Mixing heads for two-component plastics are known in which the components are injected under high pressure through injection nozzles located opposite one another into a cylindrical mixing chamber, the mixture is transferred from the mixing chamber into a settling chamber arranged at a right angle to the mixing chamber and is subsequently charged, for example in free-flowing manner, into open molds (see DE-A 29 07 938). In this case axially displaceable cleaning pistons and ejection pistons are provided both in the mixing chamber and in the settling chamber, which, after the filling of a mold has been concluded--ie, at the end of the shot, are axially displaced so that they fill out the respective chambers. The mixing-chamber cleaning piston comprises longitudinal grooves located opposite one another which in the piston position sealing the mixing chamber cover the injection nozzles and establish a connection to return lines for the components.

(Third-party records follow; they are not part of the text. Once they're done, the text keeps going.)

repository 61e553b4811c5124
//! TOML config file loading and creation.

mod loader;
mod paths;
mod template;


pub use loader::{load_default, load_from_path};
pub use paths::{create_default_config, default_config_path};
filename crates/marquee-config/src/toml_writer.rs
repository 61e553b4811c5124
//! Write MarqueeConfig to TOML on disk.
//!
//! Writes go to a `.tmp` sibling first and are renamed into place so a crash
//! mid-write never leaves a truncated config.

use std::path::Path;

use marquee_common::ConfigError;
use tracing::{debug, warn};

use crate::schema::MarqueeConfig;
use crate::toml_loader::default_config_path;

/// Write config to the platform default path (`~/.config/marquee/config.toml`).
pub fn save_config(config: &MarqueeConfig) -> Result<(), ConfigError> {
    let path = default_config_path()?;
    save_config_to_path(config, &path)
}

/// Write config to a specific path, creating parent directories.
pub fn save_config_to_path(config: &MarqueeConfig, path: &Path) -> Result<(), ConfigError> {
    let toml_str = toml::to_string_pretty(config)
        .map_err(|e| ConfigError::ParseError(format!("failed to serialize config to TOML: {e}")))?;
    write_atomic(path, &toml_str)?;
    debug!(path = %path.display(), "Config saved");
    Ok(())
}

/// Replace `path` with `contents` through a `.tmp` sibling.
pub(crate) fn write_atomic(path: &Path, contents: &str) -> Result<(), ConfigError> {
    let io_err = |what: &str, at: &Path, e: std::io::Error| {
        ConfigError::ParseError(format!("failed to {what} {}: {e}", at.display()))
    };

    if let Some(parent) = path.parent() {
        std::fs::create_dir_all(parent).map_err(|e| io_err("create config directory", parent, e))?;
    }

    let tmp_path = path.with_extension("toml.tmp");
    std::fs::write(&tmp_path, contents).map_err(|e| io_err("write", &tmp_path, e))?;

    if let Err(e) = std::fs::rename(&tmp_path, path) {
        // Rename can fail across filesystems on Windows
        warn!(error = %e, "Atomic rename failed, writing config directly");
        let _ = std::fs::remove_file(&tmp_path);
        std::fs::write(path, contents).map_err(|e| io_err("write", path, e))?;
    }
    Ok(())
}

#[cfg(test)]
mod tests {
    use super::*;
    use std::path::PathBuf;
    use tempfile::TempDir;

    #[test]
    fn save_config_round_trip() {
        let dir = TempDir::new().unwrap();
        let path = dir.path().join("config.toml");

        let mut config = MarqueeConfig::default();
        config.gui.max_open_attempts = 7;
        config.storage.path = Some(PathBuf::from("/tmp/state.json"));
        config.widgets.disabled = vec!["stateful-marquee-widget".into()];
        save_config_to_path(&config, &path).unwrap();

        let contents = std::fs::read_to_string(&path).unwrap();
        let parsed: MarqueeConfig = toml::from_str(&contents).unwrap();
        assert_eq!(parsed.gui.max_open_attempts, 7);
        assert_eq!(parsed.storage.path, Some(PathBuf::from("/tmp/state.json")));
        assert_eq!(parsed.widgets.disabled, config.widgets.disabled);
    }

    #[test]
    fn save_config_creates_parent_dirs() {
        let dir = TempDir::new().unwrap();
        let path = dir.path().join("nested").join("deep").join("config.toml");

        save_config_to_path(&MarqueeConfig::default(), &path).unwrap();
        assert!(path.exists());
    }

    #[test]
    fn save_config_cleans_up_tmp_file() {
        let dir = TempDir::new().unwrap();
        let path = dir.path().join("config.toml");

        save_config_to_path(&MarqueeConfig::default(), &path).unwrap();
        assert!(!path.with_extension("toml.tmp").exists());
    }
}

A reduction in the turbulence prevailing in the mixture is intended to take place in the settling chamber, so that emission of the mixture from the settling chamber takes place in laminar manner.
Now, it has been shown that, particularly in the case of mixing heads for relatively large throughputs of the two-component mixture, in the case of which the diameter ot the settling chamber is designed to be correspondingly large, only an inadequate reduction of turbulence takes place, so that the stream of the mixture flowing out has a tendency to fan out. With a view to avoiding a fanned outflow stream the settling chamber has to be disproportionately extended in the axial direction.